At the risk of sounding like Gordon Gekko, I discovered something about greed this week. In triathlon, a little greed is good--at least with regard to the amount of effort you're willing to put out.
You see, I have a bad habit when I workout--especially in the dog days of summer. My mind is always doing the numbers. I know precisely when I get 1/5 or 20% of the way through the workout. I know when I am 1/3 or 33.33% of the way through the workout. I know when I am 2/5 or 40% through the workout, 1/2 or 50%, 2/3 or 66.67% . . . . .
You get the picture.
And at some point past 2/3, when the workout starts to get hard, I get to a point called "good enough." At that point, the intensity can sometimes wane, and the completion of the time or distance becomes a pedestrian affair of merely completing task--kind of like a felon whose sentence is coming to a close. I have perfect attendance, but it's no real credit to me.

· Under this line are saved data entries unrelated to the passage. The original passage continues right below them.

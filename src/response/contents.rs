//! `BatchSecretContents`: the result of looking up several secrets at once.
//!
//! Names that resolved land in `successSecrets` (name -> decoded content),
//! names that failed land in `errorSecrets` (name -> reason).  A name is in
//! at most one of the two maps, and it is in the one matching the most
//! recent outcome recorded for it.

use std::collections::BTreeMap;

use serde::{Deserialize, Serialize};

use crate::errors::{Result, SecretViewError};

/// Immutable batch lookup response.
#[derive(Debug, Clone, Default, PartialEq, Eq, Serialize, Deserialize)]
#[serde(rename_all = "camelCase", try_from = "BatchParts")]
pub struct BatchSecretContents {
    success_secrets: BTreeMap<String, String>,
    error_secrets: BTreeMap<String, String>,
}

impl BatchSecretContents {
    /// Start a new builder with both maps empty.
    pub fn builder() -> BatchSecretContentsBuilder {
        BatchSecretContentsBuilder::default()
    }

    /// Parse the wire representation. Either map may be omitted.
    pub fn from_json(json: &str) -> Result<Self> {
        serde_json::from_str(json).map_err(|e| SecretViewError::Schema(e.to_string()))
    }

    pub fn success_secrets(&self) -> &BTreeMap<String, String> {
        &self.success_secrets
    }

    pub fn error_secrets(&self) -> &BTreeMap<String, String> {
        &self.error_secrets
    }

    /// True when no lookup failed.
    pub fn is_complete(&self) -> bool {
        self.error_secrets.is_empty()
    }

    /// Total number of names across both maps.
    pub fn len(&self) -> usize {
        self.success_secrets.len() + self.error_secrets.len()
    }

    pub fn is_empty(&self) -> bool {
        self.len() == 0
    }
}

/// Accumulates lookup outcomes one name at a time.
///
/// Not synchronized: callers resolving names in parallel must funnel the
/// outcomes through a single owner of the builder.
#[derive(Debug, Clone, Default, PartialEq, Eq)]
pub struct BatchSecretContentsBuilder {
    success_secrets: BTreeMap<String, String>,
    error_secrets: BTreeMap<String, String>,
}

impl BatchSecretContentsBuilder {
    /// Record `name` as resolved, replacing any earlier outcome for it.
    pub fn add_success(mut self, name: impl Into<String>, content: impl Into<String>) -> Self {
        let name = name.into();
        if self.error_secrets.remove(&name).is_some() {
            tracing::debug!(name = %name, "success supersedes earlier error");
        }
        self.success_secrets.insert(name, content.into());
        self
    }

    /// Record `name` as failed, replacing any earlier outcome for it.
    pub fn add_error(mut self, name: impl Into<String>, reason: impl Into<String>) -> Self {
        let name = name.into();
        if self.success_secrets.remove(&name).is_some() {
            tracing::debug!(name = %name, "error supersedes earlier success");
        }
        self.error_secrets.insert(name, reason.into());
        self
    }

    /// Record one lookup result: `Ok(content)` or `Err(reason)`.
    pub fn record<C, R>(self, name: impl Into<String>, outcome: std::result::Result<C, R>) -> Self
    where
        C: Into<String>,
        R: Into<String>,
    {
        match outcome {
            Ok(content) => self.add_success(name, content),
            Err(reason) => self.add_error(name, reason),
        }
    }

    /// Apply every entry of `secrets` as a success, in map order.
    pub fn success_secrets<K, V>(self, secrets: impl IntoIterator<Item = (K, V)>) -> Self
    where
        K: Into<String>,
        V: Into<String>,
    {
        secrets
            .into_iter()
            .fold(self, |builder, (name, content)| builder.add_success(name, content))
    }

    /// Apply every entry of `secrets` as an error, in map order.
    pub fn error_secrets<K, V>(self, secrets: impl IntoIterator<Item = (K, V)>) -> Self
    where
        K: Into<String>,
        V: Into<String>,
    {
        secrets
            .into_iter()
            .fold(self, |builder, (name, reason)| builder.add_error(name, reason))
    }

    /// Finalize. Never fails.
    pub fn build(self) -> BatchSecretContents {
        tracing::debug!(
            succeeded = self.success_secrets.len(),
            failed = self.error_secrets.len(),
            "built batch secret contents"
        );
        BatchSecretContents {
            success_secrets: self.success_secrets,
            error_secrets: self.error_secrets,
        }
    }
}

// ---------------------------------------------------------------------------
// Deserialization
// ---------------------------------------------------------------------------

#[derive(Deserialize)]
#[serde(rename_all = "camelCase")]
struct BatchParts {
    #[serde(default)]
    success_secrets: Option<BTreeMap<String, String>>,
    #[serde(default)]
    error_secrets: Option<BTreeMap<String, String>>,
}

impl TryFrom<BatchParts> for BatchSecretContents {
    type Error = String;

    fn try_from(parts: BatchParts) -> std::result::Result<Self, String> {
        let success = parts.success_secrets.unwrap_or_default();
        let errors = parts.error_secrets.unwrap_or_default();

        if let Some(name) = success.keys().find(|name| errors.contains_key(*name)) {
            return Err(format!(
                "'{name}' appears in both successSecrets and errorSecrets"
            ));
        }

        Ok(BatchSecretContents::builder()
            .success_secrets(success)
            .error_secrets(errors)
            .build())
    }
}

// ---------------------------------------------------------------------------
// Tests
// ---------------------------------------------------------------------------

#[cfg(test)]
mod tests {
    use super::*;

    #[test]
    fn empty_builder_yields_empty_maps() {
        let batch = BatchSecretContents::builder().build();
        assert!(batch.success_secrets().is_empty());
        assert!(batch.error_secrets().is_empty());
        assert!(batch.is_empty());
        assert!(batch.is_complete());
    }

    #[test]
    fn error_after_success_moves_name() {
        let batch = BatchSecretContents::builder()
            .add_success("a", "x")
            .add_error("a", "denied")
            .build();

        assert!(batch.success_secrets().is_empty());
        assert_eq!(batch.error_secrets().get("a").map(String::as_str), Some("denied"));
    }

    #[test]
    fn success_after_error_moves_name() {
        let batch = BatchSecretContents::builder()
            .add_error("a", "not found")
            .add_success("a", "x")
            .build();

        assert!(batch.error_secrets().is_empty());
        assert_eq!(batch.success_secrets().get("a").map(String::as_str), Some("x"));
    }

    #[test]
    fn repeated_success_overwrites_content() {
        let batch = BatchSecretContents::builder()
            .add_success("a", "old")
            .add_success("a", "new")
            .build();

        assert_eq!(batch.len(), 1);
        assert_eq!(batch.success_secrets()["a"], "new");
    }

    #[test]
    fn record_dispatches_on_outcome() {
        let batch = BatchSecretContents::builder()
            .record("ok", Ok::<_, String>("value"))
            .record("bad", Err::<String, _>("decryption failed"))
            .build();

        assert_eq!(batch.success_secrets()["ok"], "value");
        assert_eq!(batch.error_secrets()["bad"], "decryption failed");
        assert!(!batch.is_complete());
    }

    #[test]
    fn deserialize_rejects_overlapping_names() {
        let err = BatchSecretContents::from_json(
            r#"{"successSecrets":{"a":"x"},"errorSecrets":{"a":"denied"}}"#,
        )
        .unwrap_err();
        assert!(matches!(err, SecretViewError::Schema(_)));
        assert!(err.to_string().contains("'a'"));
    }

    #[test]
    fn deserialize_defaults_missing_maps() {
        let batch = BatchSecretContents::from_json("{}").unwrap();
        assert!(batch.is_empty());

        let batch = BatchSecretContents::from_json(r#"{"errorSecrets":{"b":"gone"}}"#).unwrap();
        assert!(batch.success_secrets().is_empty());
        assert_eq!(batch.error_secrets()["b"], "gone");
    }
}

And it happens in races too.
But I've discovered a secret this week. Maybe its because I still have thickened blood from Colorado. Maybe its because I am comfortable with higher heart rates after living in a place where I reached Zone 5 rolling out of bed at 9000 feet above sea level. Maybe its because Ironman is less than 100 days away. There is something about 140.6 miles that focuses the mind. But whatever it is, here's the secret.
When I reach the point called "good enough," my mind often thinks, "I've got x minutes or miles or meters left in this workout. This level of effort is really uncomfortable. I cannot sustain this level of effort for x more minutes or miles or meters. This is 'good enough.' Ease off the gas pedal."
But if you want to get that 90% of improvement that comes in the last 10% of the workout you have to push past "good enough." But pushing past "good enough" is not a matter of lasting until the end of the workout. That's too big of a bite to chew. Think about that bit and you'll choke.
But you only need to take a wee little bite. It's only a matter of lasting "just a little bit more." You can nearly always keep going for "one more song" on the ipod, or "one more light pole" on the course, or "one more length" in the pool without pulling the plug. And if you go "just a little bit more" you can find that rhythm that allows you to keep going further still. You find the turn that lets you see the light at the end of the tunnel.
You find the ability to finish the 4th and 5th of 5x300 at pace. You find the heart to negative split a 10 mile run by almost 7 minutes in heat that would choke an jungle cat.
It's not a matter of either pushing to the end or giving up. It's only a matter of pushing "a little bit more" past "good enough."
It works for triathlon training. It probably works for law and jobs and relationships too, I'm thinking.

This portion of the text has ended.